[ABOUT THIS TASK]: The word to find is "crate". Copy each line of the material that contains it.

····················

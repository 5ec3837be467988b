use std::collections::BTreeMap;

use crate::foundation::{
    core::{Rect, SectionId},
    error::{RevealError, RevealResult},
};

/// Generational handle to a rendered node.
///
/// A handle outlives its node: once the node is removed, every lookup through the stale handle
/// misses, even if the slot is reused.
#[derive(
    Clone, Copy, Debug, PartialEq, Eq, PartialOrd, Ord, Hash, serde::Serialize, serde::Deserialize,
)]
pub struct NodeId {
    index: u32,
    generation: u32,
}

/// Live visual state of a node, written by transitions and read by the host.
#[derive(Clone, Debug, PartialEq, serde::Serialize, serde::Deserialize)]
pub struct Style {
    /// Horizontal translation in px.
    pub x: f64,
    /// Vertical translation in px.
    pub y: f64,
    /// Rotation in degrees. Unbounded.
    pub rotation: f64,
    /// Opacity in `[0, 1]`.
    pub opacity: f64,
    /// Whether the node participates in rendering at all.
    pub visible: bool,
    /// Vertical offset that keeps a pinned node in place while the document scrolls.
    pub pin_y: f64,
    /// Background image URL, if any.
    pub background: Option<String>,
}

impl Default for Style {
    fn default() -> Self {
        Self {
            x: 0.0,
            y: 0.0,
            rotation: 0.0,
            opacity: 1.0,
            visible: true,
            pin_y: 0.0,
            background: None,
        }
    }
}

/// A rendered element: a label for diagnostics, its document-space layout box and live style.
#[derive(Clone, Debug, serde::Serialize)]
pub struct Node {
    /// Human-readable label (class name, row key).
    pub label: String,
    /// Untransformed layout box in document coordinates.
    pub layout: Rect,
    /// Live style.
    pub style: Style,
}

#[derive(Debug)]
enum Slot {
    Occupied { generation: u32, node: Node },
    Vacant { generation: u32 },
}

/// Arena of rendered nodes the core animates.
///
/// Static layout is owned by the host; the core only reads `layout` and writes `style`.
#[derive(Debug, Default)]
pub struct Stage {
    slots: Vec<Slot>,
    free: Vec<u32>,
    leases: BTreeMap<NodeId, SectionId>,
}

impl Stage {
    /// Empty stage.
    pub fn new() -> Self {
        Self::default()
    }

    /// Attach a node with default style.
    pub fn insert(&mut self, label: impl Into<String>, layout: Rect) -> NodeId {
        let node = Node {
            label: label.into(),
            layout,
            style: Style::default(),
        };

        if let Some(index) = self.free.pop() {
            let slot = &mut self.slots[index as usize];
            let generation = match slot {
                Slot::Vacant { generation } => generation.wrapping_add(1),
                Slot::Occupied { generation, .. } => generation.wrapping_add(1),
            };
            *slot = Slot::Occupied { generation, node };
            return NodeId { index, generation };
        }

        let index = self.slots.len() as u32;
        self.slots.push(Slot::Occupied {
            generation: 0,
            node,
        });
        NodeId {
            index,
            generation: 0,
        }
    }

    /// Detach a node. Any lease on it is dropped with it.
    pub fn remove(&mut self, id: NodeId) -> Option<Node> {
        self.get(id)?;
        let vacant = Slot::Vacant {
            generation: id.generation,
        };
        let Slot::Occupied { node, .. } = std::mem::replace(&mut self.slots[id.index as usize], vacant)
        else {
            return None;
        };
        self.free.push(id.index);
        self.leases.remove(&id);
        Some(node)
    }

    /// Whether `id` still refers to an attached node.
    pub fn contains(&self, id: NodeId) -> bool {
        self.get(id).is_some()
    }

    /// Look up an attached node.
    pub fn get(&self, id: NodeId) -> Option<&Node> {
        match self.slots.get(id.index as usize)? {
            Slot::Occupied { generation, node } if *generation == id.generation => Some(node),
            _ => None,
        }
    }

    /// Look up an attached node mutably.
    pub fn get_mut(&mut self, id: NodeId) -> Option<&mut Node> {
        match self.slots.get_mut(id.index as usize)? {
            Slot::Occupied { generation, node } if *generation == id.generation => Some(node),
            _ => None,
        }
    }

    /// Like [`Stage::get`], but a missing node is an error.
    pub fn require(&self, id: NodeId) -> RevealResult<&Node> {
        self.get(id)
            .ok_or_else(|| RevealError::detached(format!("{id:?} is not attached")))
    }

    /// Current style of an attached node.
    pub fn style(&self, id: NodeId) -> Option<&Style> {
        self.get(id).map(|n| &n.style)
    }

    /// Mutable style of an attached node.
    pub fn style_mut(&mut self, id: NodeId) -> Option<&mut Style> {
        self.get_mut(id).map(|n| &mut n.style)
    }

    /// Replace the layout box of an attached node. Returns `false` if detached.
    pub fn set_layout(&mut self, id: NodeId, layout: Rect) -> bool {
        match self.get_mut(id) {
            Some(node) => {
                node.layout = layout;
                true
            }
            None => false,
        }
    }

    /// Number of attached nodes.
    pub fn len(&self) -> usize {
        self.slots
            .iter()
            .filter(|s| matches!(s, Slot::Occupied { .. }))
            .count()
    }

    /// Whether no nodes are attached.
    pub fn is_empty(&self) -> bool {
        self.len() == 0
    }

    /// Iterate attached nodes in slot order.
    pub fn iter(&self) -> impl Iterator<Item = (NodeId, &Node)> + '_ {
        self.slots
            .iter()
            .enumerate()
            .filter_map(|(index, slot)| match slot {
                Slot::Occupied { generation, node } => Some((
                    NodeId {
                        index: index as u32,
                        generation: *generation,
                    },
                    node,
                )),
                Slot::Vacant { .. } => None,
            })
    }

    /// Grant `owner` exclusive use of `node`. Re-leasing to the current owner is a no-op.
    pub fn lease(&mut self, node: NodeId, owner: SectionId) -> RevealResult<()> {
        self.require(node)?;
        match self.leases.get(&node) {
            Some(current) if *current != owner => Err(RevealError::panel_busy(format!(
                "{node:?} is held by {current}"
            ))),
            _ => {
                self.leases.insert(node, owner);
                Ok(())
            }
        }
    }

    /// Release a lease held by `owner`. Returns `false` if `owner` did not hold it.
    pub fn release(&mut self, node: NodeId, owner: SectionId) -> bool {
        if self.leases.get(&node) == Some(&owner) {
            self.leases.remove(&node);
            true
        } else {
            false
        }
    }

    /// Current lease holder of `node`.
    pub fn lease_holder(&self, node: NodeId) -> Option<SectionId> {
        self.leases.get(&node).copied()
    }
}

#[cfg(test)]
#[path = "../../tests/unit/scene/stage.rs"]
mod tests;
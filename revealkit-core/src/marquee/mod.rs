//! Pinned, scroll-scrubbed horizontal drift of alternating rows.

pub(crate) mod timeline;
//! Host input: pointer tracking, per-frame coalescing and listener bookkeeping.

pub(crate) mod coalesce;
pub(crate) mod listeners;
pub(crate) mod pointer;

····················

[SOLUTION FOR THIS EXERCISE]:
use crate::foundation::{
pub(crate) mod timeline;
pub(crate) mod coalesce;
pub(crate) mod listeners;
pub(crate) mod pointer;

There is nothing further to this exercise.